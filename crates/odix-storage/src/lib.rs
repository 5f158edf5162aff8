//! odix-storage: SQLite persistence layer for the odix index.
//!
//! Uses rusqlite with bundled SQLite, WAL mode, and versioned migrations.
//! File-backed stores keep a second, read-only connection so queries never
//! wait on the writer's lock and only ever observe committed transactions.

use odix_core::{
    AttrValue, Attributes, Entity, EntityKey, EntityKind, OdixError, Relationship,
    RelationshipKind, StorageConfig, TargetRef,
};
use rusqlite::Connection;
use std::path::Path;
use std::sync::{Mutex, MutexGuard};

mod entities;
mod migrations;
mod queries;

pub use entities::{
    split_depends, CommitBatch, CommitSummary, FileCommit, Resolution, SymbolEntry,
};
pub use queries::{AttributeQuery, SearchParams};

/// SQLite-backed store for entities, relationships, and file records.
///
/// The orchestrator is the only writer. Connections are wrapped in a
/// `Mutex` to satisfy `Send + Sync`.
pub struct Storage {
    writer: Mutex<Connection>,
    reader: Option<Mutex<Connection>>,
}

impl Storage {
    /// Lock the write connection.
    pub(crate) fn conn(&self) -> Result<MutexGuard<'_, Connection>, OdixError> {
        self.writer
            .lock()
            .map_err(|e| OdixError::LockPoisoned(format!("storage writer: {e}")))
    }

    /// Lock the read connection, falling back to the writer for in-memory
    /// stores (which cannot share state across connections).
    pub(crate) fn reader(&self) -> Result<MutexGuard<'_, Connection>, OdixError> {
        match &self.reader {
            Some(reader) => reader
                .lock()
                .map_err(|e| OdixError::LockPoisoned(format!("storage reader: {e}"))),
            None => self.conn(),
        }
    }

    /// Open (or create) an index database at the given path with default tuning.
    pub fn open(path: &Path) -> Result<Self, OdixError> {
        Self::open_with(path, &StorageConfig::default())
    }

    /// Open (or create) an index database at the given path.
    pub fn open_with(path: &Path, config: &StorageConfig) -> Result<Self, OdixError> {
        if let Some(parent) = path.parent() {
            if !parent.as_os_str().is_empty() {
                std::fs::create_dir_all(parent)?;
            }
        }

        let writer = Connection::open(path).map_err(|e| OdixError::Storage(e.to_string()))?;
        apply_pragmas(&writer, config)?;
        // WAL mode so the reader sees the last committed state during a run
        writer
            .pragma_update(None, "journal_mode", "WAL")
            .map_err(|e| OdixError::Storage(e.to_string()))?;
        writer
            .pragma_update(None, "synchronous", "NORMAL")
            .map_err(|e| OdixError::Storage(e.to_string()))?;
        migrations::run_migrations(&writer)?;

        let reader = Connection::open(path).map_err(|e| OdixError::Storage(e.to_string()))?;
        apply_pragmas(&reader, config)?;
        reader
            .pragma_update(None, "query_only", "ON")
            .map_err(|e| OdixError::Storage(e.to_string()))?;

        tracing::debug!("Opened index store at {}", path.display());
        Ok(Self {
            writer: Mutex::new(writer),
            reader: Some(Mutex::new(reader)),
        })
    }

    /// Open an in-memory database (for testing).
    pub fn open_in_memory() -> Result<Self, OdixError> {
        let conn = Connection::open_in_memory().map_err(|e| OdixError::Storage(e.to_string()))?;
        migrations::run_migrations(&conn)?;
        Ok(Self {
            writer: Mutex::new(conn),
            reader: None,
        })
    }
}

fn apply_pragmas(conn: &Connection, config: &StorageConfig) -> Result<(), OdixError> {
    // Negative cache_size is in KiB
    conn.pragma_update(None, "cache_size", -(config.cache_size_mb as i64) * 1024)
        .map_err(|e| OdixError::Storage(e.to_string()))?;
    conn.pragma_update(None, "temp_store", "MEMORY")
        .map_err(|e| OdixError::Storage(e.to_string()))?;
    conn.busy_timeout(std::time::Duration::from_secs(config.busy_timeout_secs))
        .map_err(|e| OdixError::Storage(e.to_string()))?;
    Ok(())
}

// ── Row mapping ─────────────────────────────────────────────────────────────

/// Empty string stands in for "no parent" in key columns.
pub(crate) fn parent_to_sql(parent: &Option<String>) -> &str {
    parent.as_deref().unwrap_or("")
}

pub(crate) fn parent_from_sql(parent: String) -> Option<String> {
    if parent.is_empty() {
        None
    } else {
        Some(parent)
    }
}

fn line_from_sql(line: i64) -> Result<u32, OdixError> {
    u32::try_from(line).map_err(|_| OdixError::Storage(format!("line number {line} out of range")))
}

pub(crate) const ENTITY_COLUMNS: &str =
    "kind, name, parent_name, module, file_path, line_number, xml_id, attributes";

/// Internal row struct for entity deserialization.
pub(crate) struct EntityRow {
    pub(crate) kind: String,
    pub(crate) name: String,
    pub(crate) parent_name: String,
    pub(crate) module: String,
    pub(crate) file_path: String,
    pub(crate) line_number: i64,
    pub(crate) xml_id: Option<String>,
    pub(crate) attributes: String,
}

impl EntityRow {
    /// Read a row selected with [`ENTITY_COLUMNS`].
    pub(crate) fn from_row(row: &rusqlite::Row<'_>) -> rusqlite::Result<Self> {
        Ok(Self {
            kind: row.get(0)?,
            name: row.get(1)?,
            parent_name: row.get(2)?,
            module: row.get(3)?,
            file_path: row.get(4)?,
            line_number: row.get(5)?,
            xml_id: row.get(6)?,
            attributes: row.get(7)?,
        })
    }

    pub(crate) fn into_entity(self) -> Result<Entity, OdixError> {
        let kind: EntityKind = self.kind.parse()?;
        let attributes: Attributes = serde_json::from_str(&self.attributes).map_err(|e| {
            OdixError::Storage(format!(
                "bad attributes for {} {}: {e}",
                self.kind, self.name
            ))
        })?;
        let line_number = line_from_sql(self.line_number)?;
        Ok(Entity {
            kind,
            name: self.name,
            parent_name: parent_from_sql(self.parent_name),
            module: self.module,
            file_path: self.file_path,
            line_number,
            xml_id: self.xml_id,
            attributes,
        })
    }
}

pub(crate) const RELATIONSHIP_COLUMNS: &str = "kind, source_kind, source_name, source_parent, \
     source_module, target_kind, target_name, target_parent, target_module, target_xml_id, \
     file_path, line_number";

/// Internal row struct for relationship deserialization.
pub(crate) struct RelationshipRow {
    pub(crate) kind: String,
    pub(crate) source_kind: String,
    pub(crate) source_name: String,
    pub(crate) source_parent: String,
    pub(crate) source_module: String,
    pub(crate) target_kind: String,
    pub(crate) target_name: String,
    pub(crate) target_parent: String,
    pub(crate) target_module: String,
    pub(crate) target_xml_id: Option<String>,
    pub(crate) file_path: String,
    pub(crate) line_number: i64,
}

impl RelationshipRow {
    /// Read a row selected with [`RELATIONSHIP_COLUMNS`], starting at `offset`.
    pub(crate) fn from_row_at(row: &rusqlite::Row<'_>, offset: usize) -> rusqlite::Result<Self> {
        Ok(Self {
            kind: row.get(offset)?,
            source_kind: row.get(offset + 1)?,
            source_name: row.get(offset + 2)?,
            source_parent: row.get(offset + 3)?,
            source_module: row.get(offset + 4)?,
            target_kind: row.get(offset + 5)?,
            target_name: row.get(offset + 6)?,
            target_parent: row.get(offset + 7)?,
            target_module: row.get(offset + 8)?,
            target_xml_id: row.get(offset + 9)?,
            file_path: row.get(offset + 10)?,
            line_number: row.get(offset + 11)?,
        })
    }

    pub(crate) fn into_relationship(self) -> Result<Relationship, OdixError> {
        let kind: RelationshipKind = self.kind.parse()?;
        let source = EntityKey {
            kind: self.source_kind.parse()?,
            name: self.source_name,
            parent_name: parent_from_sql(self.source_parent),
            module: self.source_module,
        };
        let target = TargetRef {
            kind: self.target_kind.parse()?,
            name: self.target_name,
            parent_name: parent_from_sql(self.target_parent),
            module: if self.target_module.is_empty() {
                None
            } else {
                Some(self.target_module)
            },
            xml_id: self.target_xml_id,
        };
        Ok(Relationship {
            kind,
            source,
            target,
            line_number: line_from_sql(self.line_number)?,
            file_path: self.file_path,
        })
    }
}

/// SQL value used to compare an attribute against `json_each` output.
pub(crate) fn attr_to_sql(value: &AttrValue) -> rusqlite::types::Value {
    match value {
        AttrValue::Bool(b) => rusqlite::types::Value::Integer(*b as i64),
        AttrValue::Int(i) => rusqlite::types::Value::Integer(*i),
        AttrValue::Float(f) => rusqlite::types::Value::Real(*f),
        AttrValue::Text(s) => rusqlite::types::Value::Text(s.clone()),
    }
}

───

Please reply with an exact copy of the lines above, starting at the first and ending at the line that holds "the write connection.".

filename crates/odix-storage/src/lib.rs
repository 5f158edf5162aff8
//! odix-storage: SQLite persistence layer for the odix index.
//!
//! Uses rusqlite with bundled SQLite, WAL mode, and versioned migrations.
//! File-backed stores keep a second, read-only connection so queries never
//! wait on the writer's lock and only ever observe committed transactions.

use odix_core::{
    AttrValue, Attributes, Entity, EntityKey, EntityKind, OdixError, Relationship,
    RelationshipKind, StorageConfig, TargetRef,
};
use rusqlite::Connection;
use std::path::Path;
use std::sync::{Mutex, MutexGuard};

mod entities;
mod migrations;
mod queries;

pub use entities::{
    split_depends, CommitBatch, CommitSummary, FileCommit, Resolution, SymbolEntry,
};
pub use queries::{AttributeQuery, SearchParams};

/// SQLite-backed store for entities, relationships, and file records.
///
/// The orchestrator is the only writer. Connections are wrapped in a
/// `Mutex` to satisfy `Send + Sync`.
pub struct Storage {
    writer: Mutex<Connection>,
    reader: Option<Mutex<Connection>>,
}

impl Storage {
    /// Lock the write connection.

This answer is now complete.